From New Worlds to a New World
TOM SYKES traces the influence of the new wave of science fiction on postcolonial literature
IN 2010, I wrote an article about the new wave of science fiction, spearheaded by authors connected to the seminal New Worlds magazine. The new wave grappled with cerebral themes that the genre had traditionally shied away from: social anomie, gender/sexual politics, the ambiguities of human subjectivity, the dangers and limitations of science and technology, the relationship between rationality and irrationality, and entropy. The simple narrative conventions of the space romance were supplanted by experimental formal techniques such as parataxis, self-reflexivity and cut-up, borrowed from sources as diverse as the Beats, the surrealists and the Dadaists. Originating in the 1960s, this brave new literary approach aimed to reflect a brave new Western world whose values and epistemological assumptions were being interrogated by varieties of social protest, mind-altering drugs, Third World struggles of national liberation such as Vietnam, the anti-psychiatry movement led by R.D. Laing and an all-permeating mass media as conceptualized by Marshall McLuhan.
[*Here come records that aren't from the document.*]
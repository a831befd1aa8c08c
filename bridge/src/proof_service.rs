// Copyright (c) Starcoin, Inc.
// SPDX-License-Identifier: Apache-2.0

//! Dispatch of single-block proving tasks and lookup of their records.

use crate::epoch_scanner::EpochBoundaryScanner;
use crate::error::{RelayerError, RelayerResult};
use crate::eth_ledger_client::ProofSubmitter;
use crate::near_rpc_client::require_block;
use crate::node_resolver::NodeResolver;
use crate::proof_store::ProofStore;
use crate::proving_bus::ProvingTaskBus;
use crate::task_builder::build_block_task;
use crate::types::{BlockId, ProofRecord, ProofStatus, ProvingTask};
use crate::utils::now_millis;
use std::sync::Arc;
use tracing::{error, info};

pub struct ProofService {
    resolver: Arc<NodeResolver>,
    scanner: Arc<EpochBoundaryScanner>,
    bus: Arc<dyn ProvingTaskBus>,
    store: Arc<dyn ProofStore>,
    ledger: Arc<dyn ProofSubmitter>,
}

impl ProofService {
    pub fn new(
        resolver: Arc<NodeResolver>,
        scanner: Arc<EpochBoundaryScanner>,
        bus: Arc<dyn ProvingTaskBus>,
        store: Arc<dyn ProofStore>,
        ledger: Arc<dyn ProofSubmitter>,
    ) -> Self {
        Self {
            resolver,
            scanner,
            bus,
            store,
            ledger,
        }
    }

    /// Records the block with `hash` as `IN-PROCESSING` and publishes its
    /// proving task. The record exists before the task does, so a result
    /// can never arrive for an unknown hash. A task the bus rejects leaves
    /// the record `ERROR`. A block the ledger already holds a proof for is
    /// recorded as `DONE` without publishing.
    pub async fn create_proving_task(&self, hash: &str) -> RelayerResult<ProofRecord> {
        let hash = hash.trim();
        if hash.is_empty() {
            return Err(RelayerError::InvalidArgument(
                "Block hash must not be empty".to_string(),
            ));
        }

        let endpoint = self.resolver.resolve(Some(hash), None).await?;
        let block = require_block(endpoint.client(), &BlockId::Hash(hash.to_string())).await?;

        if self.ledger.is_proofed_hash(&block.hash).await? {
            info!("[ProofService] Block {} is already proofed on the ledger", block.hash);
            let record = ProofRecord {
                status: ProofStatus::Done,
                ..ProofRecord::in_processing(&block, now_millis())
            };
            self.store.upsert(record.clone()).await?;
            return Ok(record);
        }

        let link = self.scanner.scan_block_epochs(&endpoint, &block).await?;
        let task = build_block_task(&block, &link)?;

        let record = ProofRecord::in_processing(&block, now_millis());
        self.store.upsert(record.clone()).await?;
        if let Err(e) = self.bus.publish(&ProvingTask::RandomBlock(task)).await {
            error!(
                "[ProofService] Failed to publish proving task for block {}: {}",
                record.hash, e
            );
            self.store
                .update_status(&record.hash, ProofStatus::Error)
                .await?;
            return Err(e);
        }
        info!(
            "[ProofService] Dispatched proving task for block {} at height {}",
            record.hash, record.height
        );
        Ok(record)
    }

    pub async fn get_proof_status(&self, hash: &str) -> RelayerResult<Option<ProofRecord>> {
        self.store.get(hash.trim()).await
    }
}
By the late 1970s, the new wave had petered out as a discernible movement. These days, however, we can see its hallmarks on everything from comic books to steampunk literature to films such as The Matrix. Michael Moorcock makes an even greater claim: ‘We were doing postmodernism before the name was invented’. But while the influence of the new wave on Western culture is clear enough, less well-known is its impact upon certain postcolonial writers of a fantastic, anti-realist persuasion. Salman Rushdie, Amitav Ghosh, Doris Lessing, Peter Carey, Ian McDonald and Sam Watson have all produced works uncannily resonant of the new wave, bringing its key concerns and devices to bear not on the Anglo-American 1960s, but on the postcolonial world and its attendant issues of migration, hybridity, cultural identity, racism and colonialism/imperialism.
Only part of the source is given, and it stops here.